# [WHAT IS BEING ASKED]
Look through the data below. Show each line where the string "whose" occurs.
[DATA SHOWN Boundary: Start]
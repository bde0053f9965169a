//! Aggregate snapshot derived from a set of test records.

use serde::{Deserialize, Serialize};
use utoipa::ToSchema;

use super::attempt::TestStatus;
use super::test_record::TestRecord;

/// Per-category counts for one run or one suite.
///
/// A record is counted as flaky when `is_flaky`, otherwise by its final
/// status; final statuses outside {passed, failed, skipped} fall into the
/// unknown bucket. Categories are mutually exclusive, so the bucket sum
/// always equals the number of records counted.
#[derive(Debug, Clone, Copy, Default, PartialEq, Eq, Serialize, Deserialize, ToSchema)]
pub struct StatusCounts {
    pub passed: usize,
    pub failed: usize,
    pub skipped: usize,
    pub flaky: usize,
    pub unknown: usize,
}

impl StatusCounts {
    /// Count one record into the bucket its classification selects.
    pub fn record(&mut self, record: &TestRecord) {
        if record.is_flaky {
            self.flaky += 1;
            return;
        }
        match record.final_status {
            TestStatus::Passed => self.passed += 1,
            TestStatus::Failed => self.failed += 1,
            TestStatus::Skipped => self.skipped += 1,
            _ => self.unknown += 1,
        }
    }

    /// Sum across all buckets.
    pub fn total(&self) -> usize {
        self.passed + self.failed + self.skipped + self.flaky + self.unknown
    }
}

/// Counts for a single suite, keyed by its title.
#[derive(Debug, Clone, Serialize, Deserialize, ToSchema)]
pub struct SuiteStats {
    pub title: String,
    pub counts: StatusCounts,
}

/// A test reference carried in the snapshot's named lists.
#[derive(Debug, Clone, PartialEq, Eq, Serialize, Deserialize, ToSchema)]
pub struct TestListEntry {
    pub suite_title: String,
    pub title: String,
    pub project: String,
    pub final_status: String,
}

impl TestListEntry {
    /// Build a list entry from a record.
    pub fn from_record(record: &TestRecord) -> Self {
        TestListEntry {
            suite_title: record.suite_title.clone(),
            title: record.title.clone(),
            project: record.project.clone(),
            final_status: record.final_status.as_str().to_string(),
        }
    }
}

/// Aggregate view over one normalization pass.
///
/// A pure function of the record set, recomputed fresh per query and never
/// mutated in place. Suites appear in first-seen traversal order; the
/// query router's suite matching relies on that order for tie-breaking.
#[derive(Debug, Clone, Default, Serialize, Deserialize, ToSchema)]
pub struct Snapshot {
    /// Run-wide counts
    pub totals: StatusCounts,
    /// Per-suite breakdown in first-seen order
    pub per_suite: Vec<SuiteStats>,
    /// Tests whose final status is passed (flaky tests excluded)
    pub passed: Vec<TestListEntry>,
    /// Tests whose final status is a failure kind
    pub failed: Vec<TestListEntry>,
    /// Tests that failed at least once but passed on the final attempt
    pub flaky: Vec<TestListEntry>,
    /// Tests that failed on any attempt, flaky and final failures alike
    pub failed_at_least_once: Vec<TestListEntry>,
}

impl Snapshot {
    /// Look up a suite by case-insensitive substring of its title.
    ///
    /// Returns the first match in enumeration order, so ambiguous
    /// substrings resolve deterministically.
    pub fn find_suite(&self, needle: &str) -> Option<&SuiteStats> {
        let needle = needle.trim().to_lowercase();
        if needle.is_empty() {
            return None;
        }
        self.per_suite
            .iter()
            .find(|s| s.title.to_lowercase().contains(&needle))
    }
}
[DATA SHOWN Boundary: End]
[DATA SHOWN Boundary: Start]
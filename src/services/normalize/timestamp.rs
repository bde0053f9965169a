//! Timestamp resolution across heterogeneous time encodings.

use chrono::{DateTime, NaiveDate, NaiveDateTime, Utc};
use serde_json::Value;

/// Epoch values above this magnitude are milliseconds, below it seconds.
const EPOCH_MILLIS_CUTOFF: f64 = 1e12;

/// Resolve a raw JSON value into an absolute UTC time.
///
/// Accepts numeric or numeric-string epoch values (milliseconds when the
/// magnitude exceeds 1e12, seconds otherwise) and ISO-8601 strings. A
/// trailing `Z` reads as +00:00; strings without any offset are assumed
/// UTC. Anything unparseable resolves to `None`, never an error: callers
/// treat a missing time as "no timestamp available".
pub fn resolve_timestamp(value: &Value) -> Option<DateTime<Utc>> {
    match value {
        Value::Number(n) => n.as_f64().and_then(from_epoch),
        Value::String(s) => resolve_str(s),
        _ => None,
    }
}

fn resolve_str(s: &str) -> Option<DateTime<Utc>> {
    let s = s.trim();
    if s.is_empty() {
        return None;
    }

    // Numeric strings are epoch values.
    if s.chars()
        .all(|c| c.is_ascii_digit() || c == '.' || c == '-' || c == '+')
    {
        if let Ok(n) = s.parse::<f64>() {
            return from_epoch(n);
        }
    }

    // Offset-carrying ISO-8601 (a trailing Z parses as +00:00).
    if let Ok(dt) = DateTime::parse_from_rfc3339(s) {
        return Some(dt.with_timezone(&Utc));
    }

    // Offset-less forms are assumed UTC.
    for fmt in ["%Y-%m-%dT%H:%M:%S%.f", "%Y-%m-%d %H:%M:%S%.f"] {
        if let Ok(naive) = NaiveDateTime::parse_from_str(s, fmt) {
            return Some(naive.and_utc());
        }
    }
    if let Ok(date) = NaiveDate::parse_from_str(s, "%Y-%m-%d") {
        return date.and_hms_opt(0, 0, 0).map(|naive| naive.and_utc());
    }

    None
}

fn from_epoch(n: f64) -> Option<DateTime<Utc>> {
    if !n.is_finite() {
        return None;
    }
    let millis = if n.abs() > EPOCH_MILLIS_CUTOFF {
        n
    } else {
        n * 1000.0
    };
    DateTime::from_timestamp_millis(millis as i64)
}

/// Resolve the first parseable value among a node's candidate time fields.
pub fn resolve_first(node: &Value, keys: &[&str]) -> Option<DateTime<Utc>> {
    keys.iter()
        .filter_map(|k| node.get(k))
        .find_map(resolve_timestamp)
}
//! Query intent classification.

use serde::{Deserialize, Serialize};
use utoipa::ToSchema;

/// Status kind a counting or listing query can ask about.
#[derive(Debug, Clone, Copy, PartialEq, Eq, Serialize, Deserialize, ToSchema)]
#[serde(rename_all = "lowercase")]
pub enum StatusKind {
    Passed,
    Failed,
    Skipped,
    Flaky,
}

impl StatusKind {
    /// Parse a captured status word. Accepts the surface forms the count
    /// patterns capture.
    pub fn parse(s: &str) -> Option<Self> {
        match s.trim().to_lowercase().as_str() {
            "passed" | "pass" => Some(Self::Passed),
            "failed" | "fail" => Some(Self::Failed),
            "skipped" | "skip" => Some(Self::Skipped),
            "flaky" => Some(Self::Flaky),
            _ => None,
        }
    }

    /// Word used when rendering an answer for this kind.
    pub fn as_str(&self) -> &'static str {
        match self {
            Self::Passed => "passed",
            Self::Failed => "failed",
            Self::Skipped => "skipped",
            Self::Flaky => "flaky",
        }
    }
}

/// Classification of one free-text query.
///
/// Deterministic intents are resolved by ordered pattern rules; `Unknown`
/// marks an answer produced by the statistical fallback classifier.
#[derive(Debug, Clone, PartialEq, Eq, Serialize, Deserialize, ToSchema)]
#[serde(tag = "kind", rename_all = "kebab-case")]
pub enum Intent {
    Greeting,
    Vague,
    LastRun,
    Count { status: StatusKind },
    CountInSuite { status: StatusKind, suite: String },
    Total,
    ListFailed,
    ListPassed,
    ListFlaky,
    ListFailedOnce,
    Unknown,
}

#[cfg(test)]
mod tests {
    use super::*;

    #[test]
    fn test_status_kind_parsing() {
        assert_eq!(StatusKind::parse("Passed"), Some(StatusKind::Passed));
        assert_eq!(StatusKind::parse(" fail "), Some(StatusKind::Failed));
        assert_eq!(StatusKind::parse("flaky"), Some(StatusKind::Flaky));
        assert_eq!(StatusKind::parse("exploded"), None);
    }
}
[DATA SHOWN Boundary: End]
# [ANSWER AREA]
    /// Tests whose final status is passed (flaky tests excluded)
    /// Tests whose final status is a failure kind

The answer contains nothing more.